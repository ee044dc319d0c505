//! C9 — Governance.
//!
//! Proposals, weighted voting, finalization, and execution hooks into
//! the escrow engine's community fund (§4.5). Mirrors the single
//! `RwLock<State>` actor shape `duxnet-governance` inherited from the
//! teacher's consensus engine, swapping stake-weighted block proposal
//! for proposal/vote bookkeeping.

use duxnet_core::{now, DuxError, DuxResult, ProposalId, Timestamp, VoteId, WalletId};
use duxnet_escrow::CommunityFund;
use parking_lot::RwLock;
use serde::{Deserialize, Serialize};
use std::collections::HashMap;
use std::sync::Arc;
use tracing::info;
use uuid::Uuid;

#[derive(Debug, Clone, Copy, PartialEq, Eq, PartialOrd, Ord, Serialize, Deserialize)]
pub enum ProposalCategory {
    CommunityFund,
    EscrowParams,
    Governance,
    FeatureRequest,
    BugFix,
    Other,
}

#[derive(Debug, Clone, Copy, PartialEq, Eq, Serialize, Deserialize)]
pub enum ProposalStatus {
    Draft,
    Active,
    Passed,
    Rejected,
    Expired,
    Executed,
}

#[derive(Debug, Clone, Copy, PartialEq, Eq, Serialize, Deserialize)]
pub enum VoteType {
    Yes,
    No,
    Abstain,
}

#[derive(Debug, Clone, Serialize, Deserialize)]
pub struct Proposal {
    pub proposal_id: ProposalId,
    pub title: String,
    pub description: String,
    pub category: ProposalCategory,
    pub status: ProposalStatus,
    pub proposer_wallet_id: WalletId,
    pub required_quorum: f64,
    pub voting_period_days: u32,
    pub estimated_cost: Option<u64>,
    pub funding_source: Option<String>,
    pub execution_data: serde_json::Value,
    pub created_at: Timestamp,
    pub voting_started: Option<Timestamp>,
    pub voting_ends: Option<Timestamp>,
    pub executed_at: Option<Timestamp>,
    pub executor_wallet_id: Option<WalletId>,
}

#[derive(Debug, Clone, Serialize, Deserialize)]
pub struct Vote {
    pub vote_id: VoteId,
    pub proposal_id: ProposalId,
    pub voter_wallet_id: WalletId,
    pub vote_type: VoteType,
    pub voting_power: f64,
    pub reason: Option<String>,
    pub created_at: Timestamp,
}

struct GovernanceState {
    proposals: HashMap<ProposalId, Proposal>,
    votes: HashMap<ProposalId, HashMap<WalletId, Vote>>,
}

pub struct GovernanceEngine {
    state: RwLock<GovernanceState>,
    fund: Arc<CommunityFund>,
    min_voting_days: u32,
    max_voting_days: u32,
}

impl GovernanceEngine {
    pub fn new(fund: Arc<CommunityFund>, min_voting_days: u32, max_voting_days: u32) -> Self {
        Self {
            state: RwLock::new(GovernanceState {
                proposals: HashMap::new(),
                votes: HashMap::new(),
            }),
            fund,
            min_voting_days,
            max_voting_days,
        }
    }

    pub fn create_proposal(
        &self,
        title: String,
        description: String,
        category: ProposalCategory,
        proposer_wallet_id: WalletId,
        required_quorum: f64,
        voting_period_days: u32,
        estimated_cost: Option<u64>,
        funding_source: Option<String>,
        execution_data: serde_json::Value,
    ) -> DuxResult<Proposal> {
        if title.chars().count() < 5 {
            return Err(DuxError::validation("title must be at least 5 characters"));
        }
        if description.chars().count() < 20 {
            return Err(DuxError::validation("description must be at least 20 characters"));
        }
        if required_quorum <= 0.0 {
            return Err(DuxError::validation("required_quorum must be positive"));
        }
        if voting_period_days < self.min_voting_days || voting_period_days > self.max_voting_days {
            return Err(DuxError::validation(format!(
                "voting_period_days must be within [{}, {}]",
                self.min_voting_days, self.max_voting_days
            )));
        }

        let proposal = Proposal {
            proposal_id: Uuid::new_v4(),
            title,
            description,
            category,
            status: ProposalStatus::Draft,
            proposer_wallet_id,
            required_quorum,
            voting_period_days,
            estimated_cost,
            funding_source,
            execution_data,
            created_at: now(),
            voting_started: None,
            voting_ends: None,
            executed_at: None,
            executor_wallet_id: None,
        };

        let mut state = self.state.write();
        state.proposals.insert(proposal.proposal_id, proposal.clone());
        Ok(proposal)
    }

    pub fn activate(&self, proposal_id: ProposalId) -> DuxResult<Proposal> {
        let mut state = self.state.write();
        let proposal = state
            .proposals
            .get_mut(&proposal_id)
            .ok_or_else(|| DuxError::validation("unknown proposal_id"))?;
        if proposal.status != ProposalStatus::Draft {
            return Err(DuxError::state("proposal is not in draft"));
        }
        let started = now();
        proposal.status = ProposalStatus::Active;
        proposal.voting_started = Some(started);
        proposal.voting_ends = Some(started + chrono::Duration::days(proposal.voting_period_days as i64));
        Ok(proposal.clone())
    }

    /// Casts or replaces a vote for `(proposal_id, voter_wallet_id)`.
    pub fn cast_vote(
        &self,
        proposal_id: ProposalId,
        voter_wallet_id: WalletId,
        vote_type: VoteType,
        voting_power: f64,
        reason: Option<String>,
    ) -> DuxResult<Vote> {
        if voting_power <= 0.0 {
            return Err(DuxError::validation("voting_power must be positive"));
        }
        let mut state = self.state.write();
        let proposal = state
            .proposals
            .get(&proposal_id)
            .ok_or_else(|| DuxError::validation("unknown proposal_id"))?;
        if proposal.status != ProposalStatus::Active {
            return Err(DuxError::state("proposal is not open for voting"));
        }

        let vote = Vote {
            vote_id: Uuid::new_v4(),
            proposal_id,
            voter_wallet_id,
            vote_type,
            voting_power,
            reason,
            created_at: now(),
        };
        state.votes.entry(proposal_id).or_default().insert(voter_wallet_id, vote.clone());
        Ok(vote)
    }

    fn tally(votes: &HashMap<WalletId, Vote>) -> (f64, f64, f64) {
        let mut yes = 0.0;
        let mut no = 0.0;
        let mut abstain = 0.0;
        for vote in votes.values() {
            match vote.vote_type {
                VoteType::Yes => yes += vote.voting_power,
                VoteType::No => no += vote.voting_power,
                VoteType::Abstain => abstain += vote.voting_power,
            }
        }
        (yes, no, abstain)
    }

    /// Finalizes a proposal whose voting period has ended: `passed` iff
    /// `yes > no` and `total >= required_quorum`; `rejected` if voting
    /// happened but didn't pass; `expired` if nobody voted.
    pub fn finalize(&self, proposal_id: ProposalId) -> DuxResult<Proposal> {
        let mut state = self.state.write();
        let votes = state.votes.get(&proposal_id).cloned().unwrap_or_default();
        let proposal = state
            .proposals
            .get_mut(&proposal_id)
            .ok_or_else(|| DuxError::validation("unknown proposal_id"))?;
        if proposal.status != ProposalStatus::Active {
            return Err(DuxError::state("proposal is not active"));
        }
        let voting_ends = proposal.voting_ends.ok_or_else(|| DuxError::internal("active proposal missing voting_ends"))?;
        if now() < voting_ends {
            return Err(DuxError::state("voting period has not ended"));
        }

        let (yes, no, abstain) = Self::tally(&votes);
        let total = yes + no + abstain;

        proposal.status = if votes.is_empty() {
            ProposalStatus::Expired
        } else if yes > no && total >= proposal.required_quorum {
            ProposalStatus::Passed
        } else {
            ProposalStatus::Rejected
        };
        info!(%proposal_id, yes, no, abstain, status = ?proposal.status, "proposal finalized");
        Ok(proposal.clone())
    }

    /// Executes a `passed` proposal exactly once, dispatching to the
    /// fund for `community_fund` categories: `execution_data.action`
    /// of `"airdrop"` runs a manual airdrop round outside the normal
    /// threshold/interval schedule, `"withdraw"` (the default, for
    /// proposals predating the `action` field) sends `withdraw_amount`
    /// to `destination`. Other categories are recorded as executed
    /// without a further side effect here (escrow-parameter changes
    /// are applied by the operator via `duxnet-config` reload).
    pub async fn execute(&self, proposal_id: ProposalId, executor_wallet_id: WalletId) -> DuxResult<Proposal> {
        let snapshot = {
            let state = self.state.read();
            let proposal = state
                .proposals
                .get(&proposal_id)
                .ok_or_else(|| DuxError::validation("unknown proposal_id"))?;
            if proposal.status != ProposalStatus::Passed {
                return Err(DuxError::state("only passed proposals can execute"));
            }
            proposal.clone()
        };

        if snapshot.category == ProposalCategory::CommunityFund {
            let action = snapshot.execution_data.get("action").and_then(|v| v.as_str()).unwrap_or("withdraw");
            match action {
                "airdrop" => {
                    self.fund.run_airdrop().await?;
                }
                _ => {
                    let amount = snapshot
                        .execution_data
                        .get("withdraw_amount")
                        .and_then(|v| v.as_u64())
                        .ok_or_else(|| DuxError::validation("withdraw action requires withdraw_amount"))?;
                    let destination = snapshot
                        .execution_data
                        .get("destination")
                        .and_then(|v| v.as_str())
                        .ok_or_else(|| DuxError::validation("withdraw action requires destination"))?;
                    self.fund.withdraw(amount, destination).await?;
                }
            }
        }

        let mut state = self.state.write();
        let proposal = state
            .proposals
            .get_mut(&proposal_id)
            .ok_or_else(|| DuxError::validation("unknown proposal_id"))?;
        proposal.status = ProposalStatus::Executed;
        proposal.executed_at = Some(now());
        proposal.executor_wallet_id = Some(executor_wallet_id);
        Ok(proposal.clone())
    }

    pub fn get(&self, proposal_id: ProposalId) -> DuxResult<Proposal> {
        self.state
            .read()
            .proposals
            .get(&proposal_id)
            .cloned()
            .ok_or_else(|| DuxError::validation("unknown proposal_id"))
    }

    pub fn votes_for(&self, proposal_id: ProposalId) -> Vec<Vote> {
        self.state
            .read()
            .votes
            .get(&proposal_id)
            .map(|m| m.values().cloned().collect())
            .unwrap_or_default()
    }
}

▸ Assigned task
Write out exactly the lines from the start of the material through the line with "inherited from the". No other output is expected.

▸ Exercise result
repository ee044dc319d0c505
//! C9 — Governance.
//!
//! Proposals, weighted voting, finalization, and execution hooks into
//! the escrow engine's community fund (§4.5). Mirrors the single
//! `RwLock<State>` actor shape `duxnet-governance` inherited from the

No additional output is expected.